Сашенька звонко засмеялась.
— Полноте, да что тут дурного! Я не знаю, отчего все люди скрывают то, чего совсем не надо скрывать. Ну, скажите на милость, зачем я буду утверждать, что мой доктор не влюблён в меня по уши, когда это так? Я знаю, что Иван Михайлович влюблён в вас, а вы — в него. Я это знала ещё из ваших рассказов о вашей встрече. А насчёт Перепелицына — так слепой попугай, и тот заметит.
— Что же по-вашему делать? — спросила Наташа.
— По-моему — написать Перепелицыну записку. А ещё лучше — поехать вам к нему вдвоём сейчас же. При виде вас, он на всё согласится, — ляжет на пол и испустит дух от восторга.
Она вскочила с травы.
— Только поезжайте сейчас, пока Вероника Павловна не вышла, а то ещё помешает. А я по своим делам. Тоже меры принимать — только с другой стороны.
XVII
Через полчаса обе девушки подъезжали к квартире Перепелицына. Он жил в беленьком крохотном особнячке в одном из переулков близ Остоженки. Вокруг домика зеленел садик. Как раз у ворот его дома стояли дрожки, и только что приехавшая барыня в соломенной шляпке говорила извозчику, чтобы он её подождал… Тотти взглянула на неё, и невольно воскликнула:
— Лена!
Лена испуганно отпрянула, но потом, узнав её, кинулась к ней.
— Голубчик, это вы! — лепетала она. — Боже, в какую минуту вы застаёте меня! Если б вы знали…
Она остановилась, увидав Наташу.
— А это кто? — машинально спросила она. И вдруг смело подошла прямо к ней.
— Пойдёмте, — сказала она. — Пойдёмте, это необходимо, это очень важно, это важно для всех, и для меня, и для вас. Где он живёт?
— Лена, успокойтесь, — сказала Тотти, крепко стискивая её руку.
Услыхав, знакомый голос, которому ещё несколько дней тому назад она привыкла повиноваться, Лена вдруг притихла. Она широкими глазами смотрела на свою бывшую гувернантку.

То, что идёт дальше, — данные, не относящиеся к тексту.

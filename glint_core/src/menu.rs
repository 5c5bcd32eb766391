// Copyright 2026 the Glint Authors
// SPDX-License-Identifier: Apache-2.0 OR MIT

//! Mobile navigation menu and the document scroll lock.

use crate::element::{Class, ElementId, ElementStore};

/// Something that can hold the document scroll lock.
#[derive(Clone, Copy, Debug, PartialEq, Eq, Hash)]
pub enum LockHolder {
    /// The gallery lightbox.
    Lightbox,
    /// The expanded navigation menu.
    Menu,
}

/// Document scroll lock shared by overlays.
///
/// The body gets `overflow: hidden` exactly while at least one holder holds
/// the lock, so releasing one overlay never unlocks scrolling under another.
#[derive(Clone, Copy, Debug, Default)]
pub struct ScrollLock {
    body: Option<ElementId>,
    lightbox: bool,
    menu: bool,
}

impl ScrollLock {
    /// Creates an unlocked lock presented on `body`.
    #[must_use]
    pub const fn new(body: Option<ElementId>) -> Self {
        Self {
            body,
            lightbox: false,
            menu: false,
        }
    }

    /// Takes or releases the lock for `holder`.
    pub fn set(&mut self, store: &mut ElementStore, holder: LockHolder, held: bool) {
        match holder {
            LockHolder::Lightbox => self.lightbox = held,
            LockHolder::Menu => self.menu = held,
        }
        if let Some(body) = self.body {
            store.set_overflow_hidden(body, self.is_locked());
        }
    }

    /// Returns whether `holder` holds the lock.
    #[must_use]
    pub const fn is_held_by(&self, holder: LockHolder) -> bool {
        match holder {
            LockHolder::Lightbox => self.lightbox,
            LockHolder::Menu => self.menu,
        }
    }

    /// Returns whether scrolling is locked.
    #[must_use]
    pub const fn is_locked(&self) -> bool {
        self.lightbox || self.menu
    }
}

/// The hamburger-toggled navigation link list.
#[derive(Clone, Copy, Debug, Default)]
pub struct NavMenu {
    hamburger: Option<ElementId>,
    links: Option<ElementId>,
    open: bool,
}

impl NavMenu {
    /// Creates a closed menu.
    #[must_use]
    pub const fn new(hamburger: Option<ElementId>, links: Option<ElementId>) -> Self {
        Self {
            hamburger,
            links,
            open: false,
        }
    }

    /// Returns `true` while expanded.
    #[must_use]
    pub const fn is_open(&self) -> bool {
        self.open
    }

    /// Flips the menu and returns the new state.
    pub fn toggle(&mut self, store: &mut ElementStore) -> bool {
        self.set(store, !self.open);
        self.open
    }

    /// Collapses the menu. Returns `false` if it was already closed.
    pub fn close(&mut self, store: &mut ElementStore) -> bool {
        if !self.open {
            return false;
        }
        self.set(store, false);
        true
    }

    fn set(&mut self, store: &mut ElementStore, open: bool) {
        self.open = open;
        if let Some(h) = self.hamburger {
            store.set_class(h, Class::Active, open);
        }
        if let Some(l) = self.links {
            store.set_class(l, Class::Open, open);
        }
    }
}
// Copyright 2026 the Glint Authors
// SPDX-License-Identifier: Apache-2.0 OR MIT

//! Monotonic host time in microsecond ticks.
//!
//! [`HostTime`] is a point on the page's monotonic clock. Browsers report
//! `performance.now()` as fractional milliseconds; backends convert that to
//! whole microseconds so that all scheduling arithmetic is integral and
//! deterministic.
//!
//! [`Duration`] is a span in the same units. Page-level configuration is
//! written in milliseconds and converted with [`Duration::from_millis`].

use core::fmt;
use core::ops::{Add, Sub};

const MICROS_PER_MILLI: u64 = 1_000;

/// A point in time expressed as microseconds on a monotonic clock.
#[derive(Clone, Copy, PartialEq, Eq, PartialOrd, Ord, Hash, Default)]
pub struct HostTime(pub u64);

impl HostTime {
    /// Creates a host time from whole milliseconds.
    #[inline]
    #[must_use]
    pub const fn from_millis(ms: u64) -> Self {
        Self(ms.saturating_mul(MICROS_PER_MILLI))
    }

    /// Returns the raw tick value (microseconds).
    #[inline]
    #[must_use]
    pub const fn ticks(self) -> u64 {
        self.0
    }

    /// Returns this time in fractional milliseconds.
    #[inline]
    #[must_use]
    pub fn as_millis_f64(self) -> f64 {
        self.0 as f64 / MICROS_PER_MILLI as f64
    }

    /// Returns the duration between `self` and an earlier time, or zero if
    /// `earlier` is after `self`.
    #[inline]
    #[must_use]
    pub const fn saturating_duration_since(self, earlier: Self) -> Duration {
        Duration(self.0.saturating_sub(earlier.0))
    }

    /// Checked addition of a duration.
    #[inline]
    #[must_use]
    pub const fn checked_add(self, duration: Duration) -> Option<Self> {
        match self.0.checked_add(duration.0) {
            Some(t) => Some(Self(t)),
            None => None,
        }
    }

    /// Saturating addition of a duration.
    #[inline]
    #[must_use]
    pub const fn saturating_add(self, duration: Duration) -> Self {
        Self(self.0.saturating_add(duration.0))
    }
}

impl Add<Duration> for HostTime {
    type Output = Self;

    #[inline]
    fn add(self, rhs: Duration) -> Self {
        Self(self.0 + rhs.0)
    }
}

impl Sub for HostTime {
    type Output = Duration;

    #[inline]
    fn sub(self, rhs: Self) -> Duration {
        Duration(self.0 - rhs.0)
    }
}

impl fmt::Debug for HostTime {
    fn fmt(&self, f: &mut fmt::Formatter<'_>) -> fmt::Result {
        write!(f, "HostTime({}us)", self.0)
    }
}

/// A duration in microsecond ticks.
#[derive(Clone, Copy, PartialEq, Eq, PartialOrd, Ord, Hash, Default)]
pub struct Duration(pub u64);

impl Duration {
    /// A zero-length duration.
    pub const ZERO: Self = Self(0);

    /// Creates a duration from whole milliseconds.
    #[inline]
    #[must_use]
    pub const fn from_millis(ms: u64) -> Self {
        Self(ms.saturating_mul(MICROS_PER_MILLI))
    }

    /// Returns the raw tick value (microseconds).
    #[inline]
    #[must_use]
    pub const fn ticks(self) -> u64 {
        self.0
    }

    /// Returns the duration in fractional milliseconds.
    #[inline]
    #[must_use]
    pub fn as_millis_f64(self) -> f64 {
        self.0 as f64 / MICROS_PER_MILLI as f64
    }

    /// Returns `true` for a zero-length duration.
    #[inline]
    #[must_use]
    pub const fn is_zero(self) -> bool {
        self.0 == 0
    }

    /// Saturating subtraction.
    #[inline]
    #[must_use]
    pub const fn saturating_sub(self, rhs: Self) -> Self {
        Self(self.0.saturating_sub(rhs.0))
    }
}

impl Add for Duration {
    type Output = Self;

    #[inline]
    fn add(self, rhs: Self) -> Self {
        Self(self.0 + rhs.0)
    }
}

impl fmt::Debug for Duration {
    fn fmt(&self, f: &mut fmt::Formatter<'_>) -> fmt::Result {
        write!(f, "Duration({}us)", self.0)
    }
}

#[cfg(test)]
mod tests {
    use super::*;

    #[test]
    fn millis_convert_to_micro_ticks() {
        assert_eq!(HostTime::from_millis(16).ticks(), 16_000);
        assert_eq!(Duration::from_millis(1800).ticks(), 1_800_000);
        assert!((Duration(1_500).as_millis_f64() - 1.5).abs() < 1e-12);
    }

    #[test]
    fn saturating_since_never_goes_negative() {
        let t = HostTime(1000);
        assert_eq!(t.saturating_duration_since(HostTime(1500)), Duration::ZERO);
        assert_eq!(t.saturating_duration_since(HostTime(400)), Duration(600));
    }

    #[test]
    fn host_time_duration_ops() {
        let t = HostTime::from_millis(10);
        assert_eq!(t + Duration::from_millis(5), HostTime::from_millis(15));
        assert_eq!(HostTime(900) - HostTime(400), Duration(500));
        assert_eq!(HostTime(u64::MAX).checked_add(Duration(1)), None);
        assert_eq!(HostTime(u64::MAX).saturating_add(Duration(1)), HostTime(u64::MAX));
    }
}
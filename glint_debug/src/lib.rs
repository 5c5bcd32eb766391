// Copyright 2026 the Glint Authors
// SPDX-License-Identifier: Apache-2.0 OR MIT

//! Pretty-printing, JSON-lines, and in-memory recording for glint
//! diagnostics.
//!
//! This crate provides [`TraceSink`](glint_core::trace::TraceSink)
//! implementations for development and post-mortem analysis:
//!
//! - [`pretty::PrettyPrintSink`]: human-readable one-line-per-event output.
//! - [`jsonl::JsonLinesSink`]: one JSON object per event, for log pipelines
//!   and `jq`.
//! - [`recorder::RecorderSink`]: owned copies of every event, for assertions
//!   and replay into another sink.

pub mod jsonl;
pub mod pretty;
pub mod recorder;
// Copyright 2026 the Glint Authors
// SPDX-License-Identifier: Apache-2.0 OR MIT

//! School marketing page behaviours, mounted on the page's own markup.
//!
//! Build with: `wasm-pack build --target web demos/school_page`
//! Then load the generated module from the page and serve it. With the
//! `trace` feature, every orchestration event is printed to the console.

#![cfg_attr(
    not(target_arch = "wasm32"),
    allow(dead_code, reason = "this crate only runs in the browser")
)]

use glint_core::config::PageConfig;
use wasm_bindgen::prelude::*;

/// Mounts the page with the shipped configuration.
#[cfg_attr(all(target_arch = "wasm32", not(test)), wasm_bindgen(start))]
pub fn main() -> Result<(), JsValue> {
    let config = PageConfig::standard();

    #[cfg(feature = "trace")]
    glint_backend_web::mount_with_sink(
        config,
        Box::new(glint_debug::pretty::PrettyPrintSink::with_writer(
            console::ConsoleWriter::default(),
        )),
    )?;
    #[cfg(not(feature = "trace"))]
    glint_backend_web::mount(config)?;

    web_sys::console::log_2(
        &JsValue::from_str("%c🎓 Central Public School Website Loaded"),
        &JsValue::from_str("color:#c9a84c;font-size:14px;font-weight:bold;"),
    );
    Ok(())
}

#[cfg(feature = "trace")]
mod console {
    use std::io::{self, Write};

    use wasm_bindgen::JsValue;

    /// Buffers writes and logs each completed line to the browser console.
    #[derive(Debug, Default)]
    pub(crate) struct ConsoleWriter {
        line: Vec<u8>,
    }

    impl Write for ConsoleWriter {
        fn write(&mut self, buf: &[u8]) -> io::Result<usize> {
            for &byte in buf {
                if byte == b'\n' {
                    self.flush()?;
                } else {
                    self.line.push(byte);
                }
            }
            Ok(buf.len())
        }

        fn flush(&mut self) -> io::Result<()> {
            if !self.line.is_empty() {
                let text = String::from_utf8_lossy(&self.line);
                web_sys::console::log_1(&JsValue::from_str(&text));
                self.line.clear();
            }
            Ok(())
        }
    }
}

— Вы знаете, кто я? — спросила она.
— Опомнитесь вы, ради Бога. Не будем стоять на улице, войдемте во двор, — предлагала Тотти. — Смотрите, на нас глядят оттуда, с той стороны.
Лена послушно вошла чрез калитку в ворота и остановилась.
— Вы знаете, кто я? — повторила она. — Я жена Анатолия.
Тотти глянула на Наташу. Та стояла спокойно, опустив глаза, и даже ресницы у неё не дрогнули.
— Я приехала сюда, чтобы остановить эту дуэль. Ведь и вы затем же приехали, не правда ли?
Она обратилась к Наташе.
— Ведь это из-за вас, из-за вас всё идёт, — сказала она, схватывая её за руку. — Так слушайте, я прошу, я умоляю вас, отдайте мне его. Он ушёл от вас, ушёл навсегда и безвозвратно. Хотите, я брошусь к вашим ногам, я целую ваши руки, видите? Я всё вам отдам, возьмите мою кровь, мои деньги, всё моё… Но ради Бога, остановите, чтоб этого не было.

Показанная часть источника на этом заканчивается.